**Exercise details**
With both ends included, repeat exactly the lines of the entries below from the one containing "fn is_dirty(&self) -> bool;" down to the one containing "pub type WeakResource", and no others.

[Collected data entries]
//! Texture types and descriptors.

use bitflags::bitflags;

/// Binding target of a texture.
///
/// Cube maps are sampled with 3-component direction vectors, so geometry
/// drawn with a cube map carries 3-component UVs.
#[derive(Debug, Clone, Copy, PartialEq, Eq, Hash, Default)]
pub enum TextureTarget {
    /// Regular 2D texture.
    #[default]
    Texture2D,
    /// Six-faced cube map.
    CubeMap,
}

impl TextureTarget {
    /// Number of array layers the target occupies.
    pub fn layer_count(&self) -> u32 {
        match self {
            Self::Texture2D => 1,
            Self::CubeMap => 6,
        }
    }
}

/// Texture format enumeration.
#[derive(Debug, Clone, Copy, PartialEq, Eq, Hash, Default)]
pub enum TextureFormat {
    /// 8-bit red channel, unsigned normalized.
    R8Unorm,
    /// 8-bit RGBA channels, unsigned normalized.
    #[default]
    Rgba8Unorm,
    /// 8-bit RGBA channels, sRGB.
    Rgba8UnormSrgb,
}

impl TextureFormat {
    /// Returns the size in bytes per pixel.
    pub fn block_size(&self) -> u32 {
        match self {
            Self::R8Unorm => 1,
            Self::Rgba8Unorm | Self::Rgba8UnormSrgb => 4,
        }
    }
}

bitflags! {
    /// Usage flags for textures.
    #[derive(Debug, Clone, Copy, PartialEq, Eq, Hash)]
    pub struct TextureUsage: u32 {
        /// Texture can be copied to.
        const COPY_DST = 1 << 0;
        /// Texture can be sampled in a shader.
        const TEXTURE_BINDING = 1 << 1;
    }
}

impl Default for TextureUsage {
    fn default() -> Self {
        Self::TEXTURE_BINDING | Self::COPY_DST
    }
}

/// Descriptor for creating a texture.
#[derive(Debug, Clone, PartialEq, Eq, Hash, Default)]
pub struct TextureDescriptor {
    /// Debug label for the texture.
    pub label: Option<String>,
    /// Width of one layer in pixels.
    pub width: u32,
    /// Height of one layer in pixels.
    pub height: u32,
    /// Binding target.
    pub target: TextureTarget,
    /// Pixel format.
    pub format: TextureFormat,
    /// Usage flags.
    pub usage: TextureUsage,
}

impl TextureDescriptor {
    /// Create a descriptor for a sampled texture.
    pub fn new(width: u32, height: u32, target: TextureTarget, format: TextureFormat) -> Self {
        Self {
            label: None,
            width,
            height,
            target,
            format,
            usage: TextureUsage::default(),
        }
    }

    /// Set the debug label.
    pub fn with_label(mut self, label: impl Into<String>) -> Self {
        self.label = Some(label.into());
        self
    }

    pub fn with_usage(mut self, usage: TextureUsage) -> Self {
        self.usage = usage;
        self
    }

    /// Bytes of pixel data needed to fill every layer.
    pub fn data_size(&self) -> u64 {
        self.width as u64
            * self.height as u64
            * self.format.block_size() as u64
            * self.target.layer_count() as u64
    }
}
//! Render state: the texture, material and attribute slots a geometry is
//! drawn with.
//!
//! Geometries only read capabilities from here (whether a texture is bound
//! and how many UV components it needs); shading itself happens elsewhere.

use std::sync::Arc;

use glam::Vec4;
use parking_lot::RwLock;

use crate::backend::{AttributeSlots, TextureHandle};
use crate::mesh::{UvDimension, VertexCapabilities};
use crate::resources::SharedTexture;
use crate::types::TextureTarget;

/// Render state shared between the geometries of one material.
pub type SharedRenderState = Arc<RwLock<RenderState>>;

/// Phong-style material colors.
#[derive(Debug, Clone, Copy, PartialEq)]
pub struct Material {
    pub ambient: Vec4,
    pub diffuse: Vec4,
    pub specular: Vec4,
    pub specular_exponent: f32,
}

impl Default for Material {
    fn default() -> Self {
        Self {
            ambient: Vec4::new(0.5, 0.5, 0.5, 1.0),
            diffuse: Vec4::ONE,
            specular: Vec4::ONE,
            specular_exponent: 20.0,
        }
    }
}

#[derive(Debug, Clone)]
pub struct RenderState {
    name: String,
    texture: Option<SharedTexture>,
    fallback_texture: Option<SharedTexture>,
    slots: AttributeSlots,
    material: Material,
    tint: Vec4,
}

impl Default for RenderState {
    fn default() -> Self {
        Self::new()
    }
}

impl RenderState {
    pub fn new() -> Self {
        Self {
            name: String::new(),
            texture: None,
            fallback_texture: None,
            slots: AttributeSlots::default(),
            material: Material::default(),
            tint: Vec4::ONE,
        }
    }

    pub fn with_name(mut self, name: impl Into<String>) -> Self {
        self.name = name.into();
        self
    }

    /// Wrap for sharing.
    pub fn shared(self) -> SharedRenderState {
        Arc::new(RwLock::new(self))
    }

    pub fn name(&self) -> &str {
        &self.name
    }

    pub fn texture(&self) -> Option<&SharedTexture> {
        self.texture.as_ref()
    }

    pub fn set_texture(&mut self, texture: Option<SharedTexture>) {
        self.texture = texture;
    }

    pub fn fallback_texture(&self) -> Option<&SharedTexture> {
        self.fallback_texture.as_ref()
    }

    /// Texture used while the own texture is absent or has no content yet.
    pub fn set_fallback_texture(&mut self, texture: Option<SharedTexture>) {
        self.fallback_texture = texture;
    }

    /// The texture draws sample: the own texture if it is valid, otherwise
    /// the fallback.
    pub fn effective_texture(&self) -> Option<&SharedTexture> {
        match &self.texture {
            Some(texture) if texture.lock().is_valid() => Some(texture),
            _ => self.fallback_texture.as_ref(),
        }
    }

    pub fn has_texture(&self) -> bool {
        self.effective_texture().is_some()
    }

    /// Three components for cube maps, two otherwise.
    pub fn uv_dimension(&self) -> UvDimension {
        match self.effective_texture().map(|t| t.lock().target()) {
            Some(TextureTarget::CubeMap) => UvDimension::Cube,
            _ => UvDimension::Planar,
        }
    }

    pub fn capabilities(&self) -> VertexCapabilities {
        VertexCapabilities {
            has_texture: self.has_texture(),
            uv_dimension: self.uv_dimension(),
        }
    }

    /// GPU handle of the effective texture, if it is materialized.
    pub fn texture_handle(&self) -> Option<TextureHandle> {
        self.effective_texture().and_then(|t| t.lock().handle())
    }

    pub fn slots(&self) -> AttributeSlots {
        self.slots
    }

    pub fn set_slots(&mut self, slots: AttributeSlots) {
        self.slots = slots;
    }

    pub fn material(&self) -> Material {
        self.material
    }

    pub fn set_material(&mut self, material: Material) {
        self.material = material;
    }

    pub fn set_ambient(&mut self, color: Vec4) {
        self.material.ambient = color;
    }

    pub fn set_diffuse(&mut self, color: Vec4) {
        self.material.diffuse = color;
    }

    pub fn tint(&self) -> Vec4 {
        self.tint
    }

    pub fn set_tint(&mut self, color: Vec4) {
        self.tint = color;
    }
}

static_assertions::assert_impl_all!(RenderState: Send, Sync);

...

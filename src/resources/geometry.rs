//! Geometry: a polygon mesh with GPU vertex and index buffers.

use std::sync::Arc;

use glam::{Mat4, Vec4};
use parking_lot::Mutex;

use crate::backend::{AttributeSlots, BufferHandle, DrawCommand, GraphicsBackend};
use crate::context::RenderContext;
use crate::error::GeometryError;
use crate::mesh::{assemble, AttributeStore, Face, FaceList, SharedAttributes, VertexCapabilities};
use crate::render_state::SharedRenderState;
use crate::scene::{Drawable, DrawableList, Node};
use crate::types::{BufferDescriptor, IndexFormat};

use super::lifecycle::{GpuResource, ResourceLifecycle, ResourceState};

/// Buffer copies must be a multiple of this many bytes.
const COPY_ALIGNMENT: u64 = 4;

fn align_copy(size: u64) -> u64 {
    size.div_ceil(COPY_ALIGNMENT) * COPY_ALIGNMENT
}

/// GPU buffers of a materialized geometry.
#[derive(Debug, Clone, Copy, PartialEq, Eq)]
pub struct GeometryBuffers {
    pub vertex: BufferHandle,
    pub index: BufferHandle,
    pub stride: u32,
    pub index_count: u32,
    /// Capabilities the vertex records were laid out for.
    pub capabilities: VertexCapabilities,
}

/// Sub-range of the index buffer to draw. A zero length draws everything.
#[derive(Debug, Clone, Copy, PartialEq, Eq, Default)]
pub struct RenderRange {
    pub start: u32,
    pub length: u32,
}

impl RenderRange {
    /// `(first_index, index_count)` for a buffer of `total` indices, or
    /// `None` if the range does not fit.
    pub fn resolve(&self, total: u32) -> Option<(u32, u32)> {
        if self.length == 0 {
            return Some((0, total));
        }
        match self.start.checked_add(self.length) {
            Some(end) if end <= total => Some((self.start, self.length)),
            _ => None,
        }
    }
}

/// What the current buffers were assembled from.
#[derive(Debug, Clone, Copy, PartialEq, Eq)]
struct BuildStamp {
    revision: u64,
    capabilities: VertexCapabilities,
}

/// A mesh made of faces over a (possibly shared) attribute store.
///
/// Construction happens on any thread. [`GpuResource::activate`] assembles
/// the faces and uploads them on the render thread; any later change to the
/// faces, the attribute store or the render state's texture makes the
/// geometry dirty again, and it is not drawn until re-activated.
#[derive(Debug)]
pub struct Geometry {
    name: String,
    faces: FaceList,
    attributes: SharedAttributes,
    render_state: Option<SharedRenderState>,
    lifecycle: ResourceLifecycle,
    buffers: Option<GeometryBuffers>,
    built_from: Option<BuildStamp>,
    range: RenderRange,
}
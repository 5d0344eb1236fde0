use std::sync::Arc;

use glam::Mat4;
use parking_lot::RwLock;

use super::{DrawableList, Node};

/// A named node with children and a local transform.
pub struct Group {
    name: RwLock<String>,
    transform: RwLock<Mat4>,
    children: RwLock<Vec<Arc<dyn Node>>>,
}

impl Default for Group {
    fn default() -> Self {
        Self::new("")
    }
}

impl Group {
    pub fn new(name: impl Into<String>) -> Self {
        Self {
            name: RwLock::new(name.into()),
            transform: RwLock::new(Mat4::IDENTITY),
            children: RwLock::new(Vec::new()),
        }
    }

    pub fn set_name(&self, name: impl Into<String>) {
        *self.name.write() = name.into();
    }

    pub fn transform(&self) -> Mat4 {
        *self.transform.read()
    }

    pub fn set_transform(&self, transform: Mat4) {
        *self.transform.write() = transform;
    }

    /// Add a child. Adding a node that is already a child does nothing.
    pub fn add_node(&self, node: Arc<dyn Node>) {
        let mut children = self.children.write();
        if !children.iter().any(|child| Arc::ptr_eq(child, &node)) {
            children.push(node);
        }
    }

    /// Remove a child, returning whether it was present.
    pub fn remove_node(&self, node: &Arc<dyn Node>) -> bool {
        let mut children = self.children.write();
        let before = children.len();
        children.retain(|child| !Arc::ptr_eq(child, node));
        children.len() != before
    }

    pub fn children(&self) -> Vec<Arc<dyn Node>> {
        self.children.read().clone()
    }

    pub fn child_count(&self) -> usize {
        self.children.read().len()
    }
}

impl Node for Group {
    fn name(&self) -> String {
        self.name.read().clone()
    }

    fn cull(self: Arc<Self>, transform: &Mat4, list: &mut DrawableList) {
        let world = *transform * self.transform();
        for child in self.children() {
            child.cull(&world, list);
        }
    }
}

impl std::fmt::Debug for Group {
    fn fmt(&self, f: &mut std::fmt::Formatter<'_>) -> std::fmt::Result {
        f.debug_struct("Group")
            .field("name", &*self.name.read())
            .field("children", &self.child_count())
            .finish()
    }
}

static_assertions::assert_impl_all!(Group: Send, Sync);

...

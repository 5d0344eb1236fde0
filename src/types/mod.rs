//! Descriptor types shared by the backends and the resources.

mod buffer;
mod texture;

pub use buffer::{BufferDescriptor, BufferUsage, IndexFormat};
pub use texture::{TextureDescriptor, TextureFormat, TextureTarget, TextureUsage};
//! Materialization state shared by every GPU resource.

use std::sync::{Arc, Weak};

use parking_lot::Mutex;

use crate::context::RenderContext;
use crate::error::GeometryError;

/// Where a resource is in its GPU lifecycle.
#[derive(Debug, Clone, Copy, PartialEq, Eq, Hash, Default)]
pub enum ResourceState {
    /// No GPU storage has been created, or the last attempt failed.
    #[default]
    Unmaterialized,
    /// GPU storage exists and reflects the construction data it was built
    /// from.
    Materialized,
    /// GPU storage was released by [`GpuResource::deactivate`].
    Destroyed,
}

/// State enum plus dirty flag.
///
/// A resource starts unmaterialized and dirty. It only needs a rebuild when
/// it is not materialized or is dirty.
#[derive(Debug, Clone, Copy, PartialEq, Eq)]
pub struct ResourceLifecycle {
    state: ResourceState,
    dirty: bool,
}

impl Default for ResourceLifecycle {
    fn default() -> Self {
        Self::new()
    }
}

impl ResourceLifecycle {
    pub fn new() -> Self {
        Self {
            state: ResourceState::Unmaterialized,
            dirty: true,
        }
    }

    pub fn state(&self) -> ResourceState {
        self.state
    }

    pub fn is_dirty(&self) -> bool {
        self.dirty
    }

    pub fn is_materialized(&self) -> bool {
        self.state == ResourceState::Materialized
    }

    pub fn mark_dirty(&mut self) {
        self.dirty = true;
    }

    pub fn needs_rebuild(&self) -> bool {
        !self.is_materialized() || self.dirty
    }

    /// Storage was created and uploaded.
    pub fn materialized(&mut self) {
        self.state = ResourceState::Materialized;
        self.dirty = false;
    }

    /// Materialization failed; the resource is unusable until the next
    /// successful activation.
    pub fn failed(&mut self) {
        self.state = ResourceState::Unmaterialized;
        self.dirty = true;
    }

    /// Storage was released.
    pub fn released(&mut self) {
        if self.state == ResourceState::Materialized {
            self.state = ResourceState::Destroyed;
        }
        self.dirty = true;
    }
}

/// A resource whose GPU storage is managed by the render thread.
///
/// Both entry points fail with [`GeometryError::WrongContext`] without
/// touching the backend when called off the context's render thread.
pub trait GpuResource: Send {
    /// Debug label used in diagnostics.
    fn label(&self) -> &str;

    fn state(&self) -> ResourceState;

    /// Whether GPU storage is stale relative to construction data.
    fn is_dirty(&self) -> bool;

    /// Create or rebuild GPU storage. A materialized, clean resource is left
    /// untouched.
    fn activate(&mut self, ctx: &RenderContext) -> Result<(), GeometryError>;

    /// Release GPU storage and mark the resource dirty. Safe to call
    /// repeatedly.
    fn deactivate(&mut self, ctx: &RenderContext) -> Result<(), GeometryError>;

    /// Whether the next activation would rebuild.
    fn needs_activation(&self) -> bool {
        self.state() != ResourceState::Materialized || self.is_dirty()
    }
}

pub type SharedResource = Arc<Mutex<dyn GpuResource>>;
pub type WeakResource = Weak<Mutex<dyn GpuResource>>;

**Your solution**
    fn is_dirty(&self) -> bool;

    /// Create or rebuild GPU storage. A materialized, clean resource is left
    /// untouched.
    fn activate(&mut self, ctx: &RenderContext) -> Result<(), GeometryError>;

    /// Release GPU storage and mark the resource dirty. Safe to call
    /// repeatedly.
    fn deactivate(&mut self, ctx: &RenderContext) -> Result<(), GeometryError>;

    /// Whether the next activation would rebuild.
    fn needs_activation(&self) -> bool {
        self.state() != ResourceState::Materialized || self.is_dirty()
    }
}

pub type SharedResource = Arc<Mutex<dyn GpuResource>>;
pub type WeakResource = Weak<Mutex<dyn GpuResource>>;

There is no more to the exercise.